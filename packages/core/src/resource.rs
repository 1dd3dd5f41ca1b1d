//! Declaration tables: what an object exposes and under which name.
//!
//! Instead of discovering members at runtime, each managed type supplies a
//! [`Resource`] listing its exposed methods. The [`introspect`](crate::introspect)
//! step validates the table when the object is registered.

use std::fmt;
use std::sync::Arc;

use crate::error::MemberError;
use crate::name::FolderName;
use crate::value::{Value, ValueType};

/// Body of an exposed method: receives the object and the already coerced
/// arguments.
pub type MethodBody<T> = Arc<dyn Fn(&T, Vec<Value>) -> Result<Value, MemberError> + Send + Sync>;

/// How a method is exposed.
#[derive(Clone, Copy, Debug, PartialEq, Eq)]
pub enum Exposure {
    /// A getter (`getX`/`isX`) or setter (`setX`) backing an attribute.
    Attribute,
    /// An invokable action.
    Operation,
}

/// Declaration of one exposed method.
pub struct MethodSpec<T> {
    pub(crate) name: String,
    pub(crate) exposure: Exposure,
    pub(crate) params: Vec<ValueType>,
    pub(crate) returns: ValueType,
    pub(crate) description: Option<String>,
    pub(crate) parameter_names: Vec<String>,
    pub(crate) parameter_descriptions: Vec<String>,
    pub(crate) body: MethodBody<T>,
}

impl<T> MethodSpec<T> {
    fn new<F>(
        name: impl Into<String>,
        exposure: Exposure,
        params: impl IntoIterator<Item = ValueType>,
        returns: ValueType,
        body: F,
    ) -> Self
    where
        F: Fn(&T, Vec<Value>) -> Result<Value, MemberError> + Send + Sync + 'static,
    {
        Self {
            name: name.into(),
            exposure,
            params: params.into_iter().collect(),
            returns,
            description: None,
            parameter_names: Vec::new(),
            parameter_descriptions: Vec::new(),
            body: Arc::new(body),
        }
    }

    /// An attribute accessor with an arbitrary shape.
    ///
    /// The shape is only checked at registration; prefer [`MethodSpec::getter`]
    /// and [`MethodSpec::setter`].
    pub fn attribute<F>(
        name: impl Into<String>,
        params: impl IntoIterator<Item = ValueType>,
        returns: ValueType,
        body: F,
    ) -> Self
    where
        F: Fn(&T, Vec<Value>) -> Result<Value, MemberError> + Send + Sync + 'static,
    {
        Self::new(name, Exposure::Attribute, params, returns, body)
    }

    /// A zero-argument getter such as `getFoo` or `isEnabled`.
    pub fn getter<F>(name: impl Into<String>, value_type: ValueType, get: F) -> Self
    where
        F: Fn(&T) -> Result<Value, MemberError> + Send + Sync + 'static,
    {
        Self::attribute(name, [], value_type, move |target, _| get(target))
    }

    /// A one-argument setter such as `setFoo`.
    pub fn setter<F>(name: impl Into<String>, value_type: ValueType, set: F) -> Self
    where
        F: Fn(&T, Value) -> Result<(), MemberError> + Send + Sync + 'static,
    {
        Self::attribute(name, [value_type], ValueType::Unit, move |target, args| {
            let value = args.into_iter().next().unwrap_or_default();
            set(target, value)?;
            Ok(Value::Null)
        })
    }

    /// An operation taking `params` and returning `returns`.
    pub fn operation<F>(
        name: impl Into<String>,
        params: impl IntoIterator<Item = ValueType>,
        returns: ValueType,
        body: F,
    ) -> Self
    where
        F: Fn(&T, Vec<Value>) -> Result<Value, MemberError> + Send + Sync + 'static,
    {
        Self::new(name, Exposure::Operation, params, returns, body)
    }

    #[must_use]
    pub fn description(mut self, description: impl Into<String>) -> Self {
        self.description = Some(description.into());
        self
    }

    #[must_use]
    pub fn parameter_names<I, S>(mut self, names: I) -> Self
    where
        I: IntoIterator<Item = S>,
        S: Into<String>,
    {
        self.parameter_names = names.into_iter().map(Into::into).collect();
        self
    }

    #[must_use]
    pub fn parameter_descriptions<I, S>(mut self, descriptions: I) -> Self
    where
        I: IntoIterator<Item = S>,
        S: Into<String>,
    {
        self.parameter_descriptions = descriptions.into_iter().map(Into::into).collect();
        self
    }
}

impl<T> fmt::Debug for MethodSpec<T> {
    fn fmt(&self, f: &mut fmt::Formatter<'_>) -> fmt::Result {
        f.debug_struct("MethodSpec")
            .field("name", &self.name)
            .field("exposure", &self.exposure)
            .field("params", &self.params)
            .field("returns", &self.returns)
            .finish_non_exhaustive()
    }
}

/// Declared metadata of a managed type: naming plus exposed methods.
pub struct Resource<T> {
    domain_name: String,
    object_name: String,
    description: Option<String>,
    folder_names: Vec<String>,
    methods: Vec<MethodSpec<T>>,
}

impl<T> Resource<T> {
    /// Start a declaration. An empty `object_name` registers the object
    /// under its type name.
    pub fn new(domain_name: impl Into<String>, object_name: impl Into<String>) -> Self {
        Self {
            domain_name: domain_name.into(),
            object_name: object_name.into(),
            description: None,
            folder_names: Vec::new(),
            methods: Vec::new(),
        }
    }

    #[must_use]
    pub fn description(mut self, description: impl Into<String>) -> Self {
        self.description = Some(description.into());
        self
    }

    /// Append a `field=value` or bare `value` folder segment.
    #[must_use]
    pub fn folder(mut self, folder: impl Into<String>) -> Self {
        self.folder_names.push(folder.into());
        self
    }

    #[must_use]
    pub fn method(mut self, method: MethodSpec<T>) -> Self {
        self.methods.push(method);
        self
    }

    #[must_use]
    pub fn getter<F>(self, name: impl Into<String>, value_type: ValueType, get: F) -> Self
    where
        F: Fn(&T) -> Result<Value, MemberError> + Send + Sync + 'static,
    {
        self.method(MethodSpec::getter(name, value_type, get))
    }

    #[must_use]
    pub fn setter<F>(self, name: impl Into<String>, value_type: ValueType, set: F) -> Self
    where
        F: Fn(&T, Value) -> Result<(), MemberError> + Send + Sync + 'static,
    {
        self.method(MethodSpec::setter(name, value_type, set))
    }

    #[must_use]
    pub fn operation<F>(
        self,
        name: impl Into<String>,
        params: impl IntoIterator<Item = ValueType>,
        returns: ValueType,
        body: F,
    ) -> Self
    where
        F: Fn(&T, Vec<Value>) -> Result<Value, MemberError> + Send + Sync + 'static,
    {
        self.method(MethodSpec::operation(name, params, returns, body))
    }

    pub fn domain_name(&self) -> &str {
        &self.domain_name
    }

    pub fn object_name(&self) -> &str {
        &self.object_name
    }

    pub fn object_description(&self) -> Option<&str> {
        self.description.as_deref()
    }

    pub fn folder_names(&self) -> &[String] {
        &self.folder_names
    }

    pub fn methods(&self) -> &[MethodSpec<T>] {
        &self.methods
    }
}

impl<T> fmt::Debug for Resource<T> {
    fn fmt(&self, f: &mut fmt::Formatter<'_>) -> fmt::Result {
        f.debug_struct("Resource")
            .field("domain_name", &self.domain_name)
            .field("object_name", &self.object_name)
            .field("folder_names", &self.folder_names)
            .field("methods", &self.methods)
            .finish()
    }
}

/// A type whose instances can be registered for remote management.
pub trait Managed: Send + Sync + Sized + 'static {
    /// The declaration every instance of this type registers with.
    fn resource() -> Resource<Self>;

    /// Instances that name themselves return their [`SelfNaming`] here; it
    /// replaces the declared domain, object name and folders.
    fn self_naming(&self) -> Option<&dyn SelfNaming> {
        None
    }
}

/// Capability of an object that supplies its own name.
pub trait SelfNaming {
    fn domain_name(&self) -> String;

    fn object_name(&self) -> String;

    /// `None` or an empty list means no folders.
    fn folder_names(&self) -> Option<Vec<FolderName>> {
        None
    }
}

----------

Reproduce only the lines between the line containing "fn folder_names(&self) -> Option<Vec<FolderName>>" and the last line of the records, those two lines included, exactly.

    fn folder_names(&self) -> Option<Vec<FolderName>> {
        None
    }
}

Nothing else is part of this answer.